WHAT YOU NEED TO DO:
Lines from the one containing "pub mod config;" through the last line of the data are to be repeated word for word, both ends included.

Stored data entries
//! rote: spaced repetition drills over plain CSV decks.
//!
//! Cards live in CSV files that are both authored by hand and used as the
//! only database. A drill session picks the due cards, shows them with
//! their cloze spans blanked, schedules each one with the FSRS memory model
//! and writes the updated row back to its file straight away.

pub mod config;
pub mod flashcards;

pub use config::RoteConfig;
pub use flashcards::{CardStore, DeckSelection, ReviewSession};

ANSWER SPACE:
pub mod config;
pub mod flashcards;

pub use config::RoteConfig;
pub use flashcards::{CardStore, DeckSelection, ReviewSession};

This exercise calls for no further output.